- DATA FOR THE TASK
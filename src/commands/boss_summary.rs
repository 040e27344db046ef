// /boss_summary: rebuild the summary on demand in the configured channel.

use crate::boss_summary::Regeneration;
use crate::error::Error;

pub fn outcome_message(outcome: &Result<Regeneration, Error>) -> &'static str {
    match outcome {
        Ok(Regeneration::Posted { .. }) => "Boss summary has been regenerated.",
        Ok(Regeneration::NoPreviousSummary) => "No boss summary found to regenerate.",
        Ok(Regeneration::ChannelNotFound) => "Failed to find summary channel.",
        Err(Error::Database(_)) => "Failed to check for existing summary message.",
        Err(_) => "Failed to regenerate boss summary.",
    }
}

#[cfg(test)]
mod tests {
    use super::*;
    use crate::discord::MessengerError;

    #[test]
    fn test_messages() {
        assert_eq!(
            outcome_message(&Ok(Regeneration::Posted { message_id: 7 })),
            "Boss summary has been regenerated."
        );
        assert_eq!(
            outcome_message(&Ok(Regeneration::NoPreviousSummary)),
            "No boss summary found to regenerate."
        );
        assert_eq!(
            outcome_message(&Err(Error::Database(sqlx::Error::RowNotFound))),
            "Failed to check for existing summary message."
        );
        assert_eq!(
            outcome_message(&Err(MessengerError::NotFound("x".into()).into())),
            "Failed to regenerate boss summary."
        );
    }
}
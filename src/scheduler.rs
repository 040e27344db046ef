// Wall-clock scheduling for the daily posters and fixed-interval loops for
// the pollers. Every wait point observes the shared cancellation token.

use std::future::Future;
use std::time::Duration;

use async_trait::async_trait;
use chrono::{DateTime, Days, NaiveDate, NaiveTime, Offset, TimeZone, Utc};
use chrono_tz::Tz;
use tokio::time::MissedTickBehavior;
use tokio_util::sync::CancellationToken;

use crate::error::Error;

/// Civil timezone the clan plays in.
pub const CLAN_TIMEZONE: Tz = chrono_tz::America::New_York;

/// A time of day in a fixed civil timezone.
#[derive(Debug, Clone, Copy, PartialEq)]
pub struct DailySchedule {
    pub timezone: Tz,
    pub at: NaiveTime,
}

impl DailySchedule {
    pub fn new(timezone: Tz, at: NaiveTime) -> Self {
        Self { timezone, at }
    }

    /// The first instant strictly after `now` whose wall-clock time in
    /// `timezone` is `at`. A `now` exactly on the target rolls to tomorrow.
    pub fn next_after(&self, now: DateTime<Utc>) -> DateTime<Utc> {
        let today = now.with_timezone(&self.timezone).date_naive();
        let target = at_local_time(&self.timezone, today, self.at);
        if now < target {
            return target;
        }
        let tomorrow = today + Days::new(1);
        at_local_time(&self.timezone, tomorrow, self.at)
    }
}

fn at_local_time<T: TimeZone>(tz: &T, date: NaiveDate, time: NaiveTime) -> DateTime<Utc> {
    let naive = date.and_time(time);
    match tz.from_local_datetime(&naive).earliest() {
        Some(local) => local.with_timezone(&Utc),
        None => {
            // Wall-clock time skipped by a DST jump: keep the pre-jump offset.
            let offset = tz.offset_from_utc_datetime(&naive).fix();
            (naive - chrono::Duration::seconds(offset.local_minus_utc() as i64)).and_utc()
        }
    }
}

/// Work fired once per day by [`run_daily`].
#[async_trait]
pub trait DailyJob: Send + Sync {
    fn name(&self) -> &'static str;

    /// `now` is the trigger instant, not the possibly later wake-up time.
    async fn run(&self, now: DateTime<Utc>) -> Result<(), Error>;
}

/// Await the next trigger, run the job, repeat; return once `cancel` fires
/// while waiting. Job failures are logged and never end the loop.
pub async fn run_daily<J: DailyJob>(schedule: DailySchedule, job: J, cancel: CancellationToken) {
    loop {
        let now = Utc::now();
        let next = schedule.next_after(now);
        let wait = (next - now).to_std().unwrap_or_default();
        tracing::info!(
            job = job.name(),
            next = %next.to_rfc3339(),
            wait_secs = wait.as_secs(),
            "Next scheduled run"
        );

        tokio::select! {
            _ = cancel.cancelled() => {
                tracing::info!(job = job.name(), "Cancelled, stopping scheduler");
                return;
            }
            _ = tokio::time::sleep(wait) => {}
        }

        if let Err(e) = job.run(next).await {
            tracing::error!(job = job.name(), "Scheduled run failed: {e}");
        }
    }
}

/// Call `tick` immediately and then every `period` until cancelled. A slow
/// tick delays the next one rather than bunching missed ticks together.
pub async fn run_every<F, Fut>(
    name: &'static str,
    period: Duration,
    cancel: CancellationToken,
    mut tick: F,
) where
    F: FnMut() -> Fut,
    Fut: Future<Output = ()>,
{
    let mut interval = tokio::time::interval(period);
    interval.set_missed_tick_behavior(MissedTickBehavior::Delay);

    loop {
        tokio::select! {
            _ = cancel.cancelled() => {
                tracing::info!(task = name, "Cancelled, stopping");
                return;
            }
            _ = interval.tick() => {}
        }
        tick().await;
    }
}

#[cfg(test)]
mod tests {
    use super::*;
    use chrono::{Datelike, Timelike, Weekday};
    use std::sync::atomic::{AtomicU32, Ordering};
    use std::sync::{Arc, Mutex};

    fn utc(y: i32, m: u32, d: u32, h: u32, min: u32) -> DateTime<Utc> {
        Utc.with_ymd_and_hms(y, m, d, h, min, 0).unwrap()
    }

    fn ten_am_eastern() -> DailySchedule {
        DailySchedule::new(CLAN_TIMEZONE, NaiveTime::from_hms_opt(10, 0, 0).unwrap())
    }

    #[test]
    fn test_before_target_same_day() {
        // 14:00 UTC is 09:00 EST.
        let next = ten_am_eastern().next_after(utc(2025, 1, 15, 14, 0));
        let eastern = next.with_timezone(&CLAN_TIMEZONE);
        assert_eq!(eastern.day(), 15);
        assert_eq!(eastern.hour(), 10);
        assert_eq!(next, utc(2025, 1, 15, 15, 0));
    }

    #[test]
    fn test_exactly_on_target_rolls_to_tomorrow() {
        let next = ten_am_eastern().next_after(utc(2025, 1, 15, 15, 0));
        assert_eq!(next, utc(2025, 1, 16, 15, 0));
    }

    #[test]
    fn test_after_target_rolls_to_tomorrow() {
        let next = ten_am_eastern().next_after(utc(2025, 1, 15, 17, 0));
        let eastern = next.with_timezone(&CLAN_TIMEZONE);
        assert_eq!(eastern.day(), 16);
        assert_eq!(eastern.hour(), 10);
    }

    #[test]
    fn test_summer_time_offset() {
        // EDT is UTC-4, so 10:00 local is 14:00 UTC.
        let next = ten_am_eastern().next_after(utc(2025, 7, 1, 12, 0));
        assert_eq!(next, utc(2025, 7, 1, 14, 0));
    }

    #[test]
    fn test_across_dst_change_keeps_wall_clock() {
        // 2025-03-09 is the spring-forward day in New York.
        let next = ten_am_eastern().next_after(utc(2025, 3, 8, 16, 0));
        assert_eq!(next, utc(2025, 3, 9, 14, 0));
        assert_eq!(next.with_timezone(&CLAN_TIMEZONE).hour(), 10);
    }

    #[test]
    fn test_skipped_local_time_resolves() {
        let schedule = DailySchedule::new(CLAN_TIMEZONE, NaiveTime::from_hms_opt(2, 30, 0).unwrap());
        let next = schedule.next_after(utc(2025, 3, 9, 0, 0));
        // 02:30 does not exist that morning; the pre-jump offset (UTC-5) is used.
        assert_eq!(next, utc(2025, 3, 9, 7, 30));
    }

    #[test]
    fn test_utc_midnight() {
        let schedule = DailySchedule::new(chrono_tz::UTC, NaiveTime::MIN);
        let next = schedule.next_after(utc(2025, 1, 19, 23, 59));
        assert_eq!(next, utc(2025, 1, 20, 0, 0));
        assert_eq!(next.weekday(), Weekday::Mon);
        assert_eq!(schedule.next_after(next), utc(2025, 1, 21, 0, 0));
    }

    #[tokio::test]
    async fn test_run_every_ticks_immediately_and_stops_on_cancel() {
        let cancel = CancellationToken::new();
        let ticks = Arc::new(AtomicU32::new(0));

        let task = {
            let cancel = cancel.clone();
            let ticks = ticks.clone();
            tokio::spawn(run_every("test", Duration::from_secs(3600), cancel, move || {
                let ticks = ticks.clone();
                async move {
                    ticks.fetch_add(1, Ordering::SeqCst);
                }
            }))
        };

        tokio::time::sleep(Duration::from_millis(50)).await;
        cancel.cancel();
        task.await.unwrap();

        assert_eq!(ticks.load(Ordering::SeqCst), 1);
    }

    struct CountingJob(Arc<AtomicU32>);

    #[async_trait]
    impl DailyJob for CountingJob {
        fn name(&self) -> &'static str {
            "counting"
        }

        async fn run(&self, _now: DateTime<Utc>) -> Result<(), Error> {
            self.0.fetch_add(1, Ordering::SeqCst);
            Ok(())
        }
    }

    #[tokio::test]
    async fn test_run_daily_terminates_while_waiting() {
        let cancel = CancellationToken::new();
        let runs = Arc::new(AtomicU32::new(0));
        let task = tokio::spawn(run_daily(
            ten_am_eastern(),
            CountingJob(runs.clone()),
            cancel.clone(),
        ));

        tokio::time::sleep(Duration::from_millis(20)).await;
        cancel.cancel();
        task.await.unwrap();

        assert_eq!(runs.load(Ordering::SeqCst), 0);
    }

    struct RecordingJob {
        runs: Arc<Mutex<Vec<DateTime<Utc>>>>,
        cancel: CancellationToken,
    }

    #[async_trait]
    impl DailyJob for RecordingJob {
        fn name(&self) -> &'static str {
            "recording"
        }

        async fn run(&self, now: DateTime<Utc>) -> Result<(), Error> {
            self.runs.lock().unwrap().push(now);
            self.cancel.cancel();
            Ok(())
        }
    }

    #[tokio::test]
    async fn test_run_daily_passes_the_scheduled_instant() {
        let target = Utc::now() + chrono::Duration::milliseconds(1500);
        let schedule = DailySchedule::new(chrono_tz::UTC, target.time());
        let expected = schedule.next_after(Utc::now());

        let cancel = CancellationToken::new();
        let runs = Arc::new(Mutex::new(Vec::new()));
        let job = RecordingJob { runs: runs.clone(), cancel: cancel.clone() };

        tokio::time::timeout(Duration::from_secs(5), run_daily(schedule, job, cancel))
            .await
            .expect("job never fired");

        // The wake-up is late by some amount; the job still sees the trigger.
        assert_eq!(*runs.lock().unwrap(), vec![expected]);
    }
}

- EXERCISE DIRECTIONS
Every line that contains the string "existing" should be copied from the entries.

- RESULT BELOW
        Err(Error::Database(_)) => "Failed to check for existing summary message.",
            "Failed to check for existing summary message."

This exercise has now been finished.